1. The respondent in the present instance instituted a suit against the 1st and 2nd appellants by way of the plaint dated 12th April, 2017 and amended on 27th April, 2018 in which he sought reliefs in the nature of general damages, special damages in the sum of Kshs.109,775/ and future medical expenses in the sum of Kshs.200,000/ together with costs of the suit and interest thereon. The 1st appellant was sued in his capacity as the driver of motor vehicle registration number KCC 008H (“the subject motor vehicle”) while the 2nd appellant was enjoined in the suit as the registered owner of the subject motor vehicle at all material time.

2. The respondent pleaded in his plaint that sometime on or about the 18th day of February, 2017 he was lawfully walking along Waiyaki Way near Nuclear, when the 1st appellant while negligently/recklessly driving the subject motor vehicle caused it to lose control, veer off the road and onto the pedestrian track, knocking down the respondent and leaving him with serious injuries.

3. The respondent set out the particulars of negligence and the particulars of his injuries in the plaint.

4. The 1st and 2nd appellants entered appearance and put in their joint statement of defence dated 18th August, 2017 and amended on 7th May, 2018 to deny the respondent’s claim.

5. When the suit came up for hearing before the trial court the respondent relied on the evidence of two (2) witnesses while the appellants closed their case without calling any evidence. The parties thereafter filed and exchanged written submissions.

6. The trial court finally entered judgment in favour of the respondent in the manner hereunder:

a. Liability                                                 100%

b. General damages                                    Kshs.800,000/

c. Future medical expenses                        Kshs.200,000/

d. Special damages                                     Kshs.109,775/

TOTAL                                                Kshs.1,109,775/

7. The appellants have now moved this court by way of an appeal against the aforesaid judgment by putting forward the following grounds of appeal in their memorandum of appeal dated 3rd June, 2019:

i. THAT the learned trial magistrate erred in law and fact and thereby awarded manifestly excessive quantum of damages payable by the appellants to the respondent.

ii. THAT the learned trial magistrate erred in law and in fact by basing his decision on irrelevant matters and failing to base his said decision on the facts and evidence on record and thereby making an award in general damages that is not supported by law.

8. This court called upon the parties to put in written submissions on the appeal. In their submissions dated 21st January, 2020 the appellants argued that the award of Kshs.800,000/ made on general damages for pain and suffering and loss of amenities was inordinately high and not commensurate to the injuries suffered by the respondent.
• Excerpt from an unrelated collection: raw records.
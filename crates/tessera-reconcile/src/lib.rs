//! Tessera Reconcile - Deterministic merge of replica element sequences
//!
//! This crate implements the reconciler:
//! - Whole-element last-writer-wins by version, then nonce
//! - Protection of elements under in-progress local gestures
//! - Convergent ordering and index repair of the merged sequence

pub mod reconcile;

pub use reconcile::*;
It was the proposal of the appellants that this court substitutes the above award with a more suitable award of Kshs.400,000/, while citing the following cases:

a. Tirus Mburu Chege & another v J K N (minor suing through the next friend and mother D W N & another [2018] eKLR where an award of Kshs.800,000/ was on appeal substituted with one of Kshs.500,000/ in the instance of a plaintiff who had sustained fractures of the tibia and fibula on both legs, blunt injury on the forehead, broken upper right second front tooth, nose bleeding and consistent loss of consciousness.

b. Gladys Lyaka Mwombe v Francis Namatsi & 2 others [2019] eKLR: in this case, the plaintiff had sustained cut wound on the head with bleeding, loss of consciousness, tenderness on the anterior chest, cut wound on right leg below the knee without fracture, and a fracture of the left tibia and fibula. She was awarded a sum of Kshs.300,000/ on general damages and challenged the award on appeal by stating that it was inordinately low. The High Court in the end upheld the award on appeal.
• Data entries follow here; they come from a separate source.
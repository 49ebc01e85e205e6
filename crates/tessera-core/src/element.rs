//! Versioned elements
//!
//! An element is the unit of ordering and reconciliation. The core only
//! cares about identity, versioning, order and soft deletion; everything
//! drawing-specific lives in the opaque payload `P`.
//!
//! Fields are private: the only way to change an element is through
//! [`Element::update`] or [`Element::mutate`], which always bump the version
//! and re-randomize the nonce.

use indexmap::IndexMap;
use rand::Rng;

use crate::{ElementId, KeyContext, OrderKey};

/// Version assigned to freshly created elements
pub const INITIAL_VERSION: u32 = 1;

/// Elements keyed by id, preserving array (stacking) order
pub type ElementsMap<P> = IndexMap<ElementId, Element<P>>;

/// A versioned, ordered, soft-deletable element
#[derive(Clone, Debug, PartialEq)]
pub struct Element<P> {
    id: ElementId,
    version: u32,
    version_nonce: u32,
    index: Option<OrderKey>,
    is_deleted: bool,
    payload: P,
}

/// A set of changes applied through [`Element::update`]
#[derive(Clone, Debug, PartialEq)]
pub struct ElementUpdate<P> {
    pub index: Option<Option<OrderKey>>,
    pub is_deleted: Option<bool>,
    pub payload: Option<P>,
}

impl<P> Default for ElementUpdate<P> {
    fn default() -> Self {
        ElementUpdate {
            index: None,
            is_deleted: None,
            payload: None,
        }
    }
}

impl<P> ElementUpdate<P> {
    pub fn new() -> Self {
        Self::default()
    }

    pub fn index(mut self, index: OrderKey) -> Self {
        self.index = Some(Some(index));
        self
    }

    pub fn clear_index(mut self) -> Self {
        self.index = Some(None);
        self
    }

    pub fn deleted(mut self, is_deleted: bool) -> Self {
        self.is_deleted = Some(is_deleted);
        self
    }

    pub fn payload(mut self, payload: P) -> Self {
        self.payload = Some(payload);
        self
    }

    pub fn is_empty(&self) -> bool {
        self.index.is_none() && self.is_deleted.is_none() && self.payload.is_none()
    }
}

impl<P> Element<P> {
    /// Create a new, not yet ordered element
    pub fn new(id: impl Into<ElementId>, payload: P) -> Self {
        Element {
            id: id.into(),
            version: INITIAL_VERSION,
            version_nonce: random_nonce(),
            index: None,
            is_deleted: false,
            payload,
        }
    }

    /// Rebuild an element verbatim, e.g. one received from a remote replica.
    ///
    /// No version bookkeeping happens here: the values are taken as authored.
    pub fn from_parts(
        id: impl Into<ElementId>,
        version: u32,
        version_nonce: u32,
        index: Option<OrderKey>,
        is_deleted: bool,
        payload: P,
    ) -> Self {
        Element {
            id: id.into(),
            version,
            version_nonce,
            index,
            is_deleted,
            payload,
        }
    }

    #[inline]
    pub fn id(&self) -> &ElementId {
        &self.id
    }

    #[inline]
    pub fn version(&self) -> u32 {
        self.version
    }

    #[inline]
    pub fn version_nonce(&self) -> u32 {
        self.version_nonce
    }

    #[inline]
    pub fn index(&self) -> Option<&OrderKey> {
        self.index.as_ref()
    }

    #[inline]
    pub fn is_deleted(&self) -> bool {
        self.is_deleted
    }

    #[inline]
    pub fn payload(&self) -> &P {
        &self.payload
    }

    /// Apply an update in place, bumping version and nonce.
    ///
    /// The bump happens even for an empty update: callers use it to force a
    /// new version (e.g. when replaying history).
    pub fn update(&mut self, update: ElementUpdate<P>) {
        if let Some(index) = update.index {
            self.index = index;
        }
        if let Some(is_deleted) = update.is_deleted {
            self.is_deleted = is_deleted;
        }
        if let Some(payload) = update.payload {
            self.payload = payload;
        }
        self.bump_version();
    }

    /// Soft-delete the element
    pub fn delete(&mut self) {
        self.update(ElementUpdate::new().deleted(true));
    }

    /// Context used when reporting ordering violations
    pub fn key_context(&self) -> KeyContext {
        KeyContext {
            id: self.id.clone(),
            index: self.index.clone(),
            version: self.version,
            is_deleted: self.is_deleted,
        }
    }

    fn bump_version(&mut self) {
        self.version = self.version.wrapping_add(1);
        self.version_nonce = random_nonce();
    }
}

impl<P: Clone> Element<P> {
    /// Produce a new element with the update applied, leaving `self` intact
    pub fn mutate(&self, update: ElementUpdate<P>) -> Self {
        let mut next = self.clone();
        next.update(update);
        next
    }
}

/// Collect a sequence into an order-preserving map
pub fn to_elements_map<P: Clone>(elements: &[Element<P>]) -> ElementsMap<P> {
    elements
        .iter()
        .map(|element| (element.id().clone(), element.clone()))
        .collect()
}

/// Random nonce in `0..2^31`
pub fn random_nonce() -> u32 {
    rand::thread_rng().gen_range(0..(1u32 << 31))
}

#[cfg(test)]
mod tests {
    use super::*;

    #[test]
    fn test_new_element() {
        let element = Element::new("A", ());

        assert_eq!(element.id().as_str(), "A");
        assert_eq!(element.version(), INITIAL_VERSION);
        assert!(element.index().is_none());
        assert!(!element.is_deleted());
    }

    #[test]
    fn test_update_bumps_version() {
        let mut element = Element::from_parts("A", 3, 7, None, false, 1u32);

        element.update(ElementUpdate::new().payload(2));
        assert_eq!(element.version(), 4);
        assert_eq!(*element.payload(), 2);

        element.delete();
        assert_eq!(element.version(), 5);
        assert!(element.is_deleted());
    }

    #[test]
    fn test_empty_update_still_bumps() {
        let mut element = Element::from_parts("A", 1, 7, None, false, ());
        element.update(ElementUpdate::new());
        assert_eq!(element.version(), 2);
    }

    #[test]
    fn test_mutate_leaves_original() {
        let key = OrderKey::parse("a0").unwrap();
        let element = Element::from_parts("A", 1, 1, None, false, "x");
        let moved = element.mutate(ElementUpdate::new().index(key.clone()));

        assert!(element.index().is_none());
        assert_eq!(moved.index(), Some(&key));
        assert_eq!(moved.version(), 2);
    }

    #[test]
    fn test_to_elements_map_keeps_order() {
        let elements = vec![
            Element::new("C", ()),
            Element::new("A", ()),
            Element::new("B", ()),
        ];
        let map = to_elements_map(&elements);
        let ids: Vec<&str> = map.keys().map(ElementId::as_str).collect();
        assert_eq!(ids, ["C", "A", "B"]);
    }
}
use axum::{
    Router,
    routing::{delete, get, post},
};

use crate::{
    http::handlers::{
        create_cafe_handler, delete_cafe_handler, delete_rating_handler, get_cafe_handler,
        get_cafe_ratings_handler, get_my_cafe_rating_handler, get_my_ratings_handler,
        list_cafes_handler, submit_rating_handler, toggle_helpful_handler, update_cafe_handler,
    },
    state::AppState,
};

pub fn create_http_routes(state: AppState) -> Router {
    Router::new()
        .route("/ratings", post(submit_rating_handler))
        .route("/ratings/cafe/{cafe_id}", get(get_cafe_ratings_handler))
        .route("/ratings/user", get(get_my_ratings_handler))
        .route("/ratings/user/{cafe_id}", get(get_my_cafe_rating_handler))
        .route("/ratings/{rating_id}", delete(delete_rating_handler))
        .route("/ratings/{rating_id}/helpful", post(toggle_helpful_handler))
        .route("/cafes", get(list_cafes_handler).post(create_cafe_handler))
        .route(
            "/cafes/{cafe_id}",
            get(get_cafe_handler)
                .patch(update_cafe_handler)
                .delete(delete_cafe_handler),
        )
        .with_state(state)
}
pub mod auth;
pub mod config;
pub mod db;
pub mod errors;
pub mod http;
mod middleware;
pub mod models;
pub mod services;
pub mod state;

use axum::{Router, middleware as axum_middleware};
use middleware::{cors_layer, create_rate_limiter, rate_limit_middleware};
use std::net::SocketAddr;
use tower_http::trace::TraceLayer;

use crate::{
    config::Config,
    db::{MemoryStore, PgStore},
    errors::AppError,
    state::AppState,
};

/// Builds the full router: HTTP routes, per-IP rate limiting, CORS and request tracing.
pub fn create_app(state: AppState, config: &Config) -> Router {
    let rate_limiter = create_rate_limiter(config.rate_limit_per_minute);

    Router::new()
        .merge(http::create_http_routes(state))
        .layer(axum_middleware::from_fn(move |req, next| {
            rate_limit_middleware(rate_limiter.clone(), req, next)
        }))
        .layer(cors_layer(&config.allowed_origins))
        .layer(TraceLayer::new_for_http())
        .fallback(|| async { "404 Not Found" })
}

pub async fn start_server() -> Result<(), AppError> {
    dotenvy::dotenv().ok();
    tracing_subscriber::fmt::init();

    let config = Config::from_env()?;

    let state = match config.database_url.as_deref() {
        Some(url) => AppState::new(PgStore::connect(url).await?, &config.jwt_secret),
        None => {
            tracing::warn!("DATABASE_URL not set, ratings are kept in memory only");
            AppState::new(MemoryStore::new(), &config.jwt_secret)
        }
    };

    let app = create_app(state, &config);

    let listener = tokio::net::TcpListener::bind(format!("0.0.0.0:{}", config.port)).await?;
    tracing::info!("CafeHub ratings server running at http://0.0.0.0:{}", config.port);

    axum::serve(
        listener,
        app.into_make_service_with_connect_info::<SocketAddr>(),
    )
    .await?;

    Ok(())
}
9. It was also the appellants’ submission that the future medical expenses awarded by the trial court were not based on the facts and evidence on record. According to the appellants, the medical report by Dr. Ashwin Madhiwala ought to have been considered since it stated that the respondent’s injuries have since healed and the removal of the implants in the future will cost approximately Kshs.100,000/ to Kshs.125,000/. On this basis, the appellants urged this court to interfere with the award of Kshs.200,000/ made under this head and substitute it with a sum of Kshs.100,000/.

10. In reply, the respondent through his submissions dated 5th February, 2020 stood in support of the trial court’s award and contended that the trial court took into account all the relevant facts and evidence placed before it and having done so, correctly exercised its discretion in awarding damages.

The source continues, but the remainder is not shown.